- Born: June 8, 1884 Iola, Kansas, U.S.
- Died: November 21, 1949 (aged 65) Nashville, Tennessee, U.S.
- Education: Baker University Northwestern University Pritzker School of Law

= Earl C. Arnold =

American academic administrator

Earl Caspar Arnold (8 June 1884 – 21 November 1949) was an American academic administrator. He served as the dean of the Vanderbilt University Law School from 1930 to 1945.

==Early life==
Arnold was born on 8 June 1884 in Iola, Kansas. He graduated from Baker University in 1906, and he earned a JD from the Northwestern University Pritzker School of Law in 1909.

==Career==
Arnold was a Law professor at the University of Idaho, the University of Florida, the University of Cincinnati and George Washington University. He was the dean of the Vanderbilt University Law School from 1930 to 1945.

Arnold authored Outlines of Suretyship and Guardianship.

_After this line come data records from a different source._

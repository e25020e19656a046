pub mod memory;
#[cfg(feature = "mongo-store")]
pub mod mongodb;

use crate::dao::models::{GameEntity, GameTypeEntity, LedgerOutcome};
use crate::dao::storage::StorageResult;
use futures::future::BoxFuture;
use uuid::Uuid;

pub use self::memory::MemoryDurableStore;

/// Abstraction over the persistence layer holding games, participants and balances.
///
/// Every mutation issued by the task workers goes through this trait, so a
/// backend only needs to provide row-level inserts and (conditional) updates.
pub trait DurableStore: Send + Sync {
    fn find_game_type(&self, id: Uuid) -> BoxFuture<'static, StorageResult<Option<GameTypeEntity>>>;
    fn find_balance(&self, user_id: Uuid) -> BoxFuture<'static, StorageResult<Option<i64>>>;
    fn insert_game(&self, game: GameEntity) -> BoxFuture<'static, StorageResult<()>>;
    fn insert_participant(&self, game_id: Uuid, user_id: Uuid)
    -> BoxFuture<'static, StorageResult<()>>;
    fn delete_participant(&self, game_id: Uuid, user_id: Uuid)
    -> BoxFuture<'static, StorageResult<()>>;
    fn mark_game_ongoing(&self, game_id: Uuid) -> BoxFuture<'static, StorageResult<()>>;
    /// Debit `entry_fee` from every user whose balance covers it, returning the debited ids.
    ///
    /// Guarded per game: a second call for the same game reports
    /// [`LedgerOutcome::AlreadyApplied`] without touching any balance.
    fn collect_entries(
        &self,
        game_id: Uuid,
        user_ids: Vec<Uuid>,
        entry_fee: i64,
    ) -> BoxFuture<'static, StorageResult<LedgerOutcome<Vec<Uuid>>>>;
    fn complete_game(
        &self,
        game_id: Uuid,
        winner_id: Option<Uuid>,
    ) -> BoxFuture<'static, StorageResult<()>>;
    /// Credit the prize of `game_id` to `user_id`, at most once per game.
    fn credit_balance(
        &self,
        game_id: Uuid,
        user_id: Uuid,
        amount: i64,
    ) -> BoxFuture<'static, StorageResult<LedgerOutcome<()>>>;
    fn health_check(&self) -> BoxFuture<'static, StorageResult<()>>;
}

==Personal life and death==
Arnold married Susan Vaughan. They had a son and a daughter. They resided on Rosemont Avenue in Nashville. He was a member of the Cosmos Club. At the time of his death, they were building a house in Montgomery County, Tennessee.

Arnold died on November 21, 1949, at Mid-State Baptist Hospital in Nashville. His funeral was held at the West End United Methodist Church in Nashville, and he was buried in Iola, Kansas.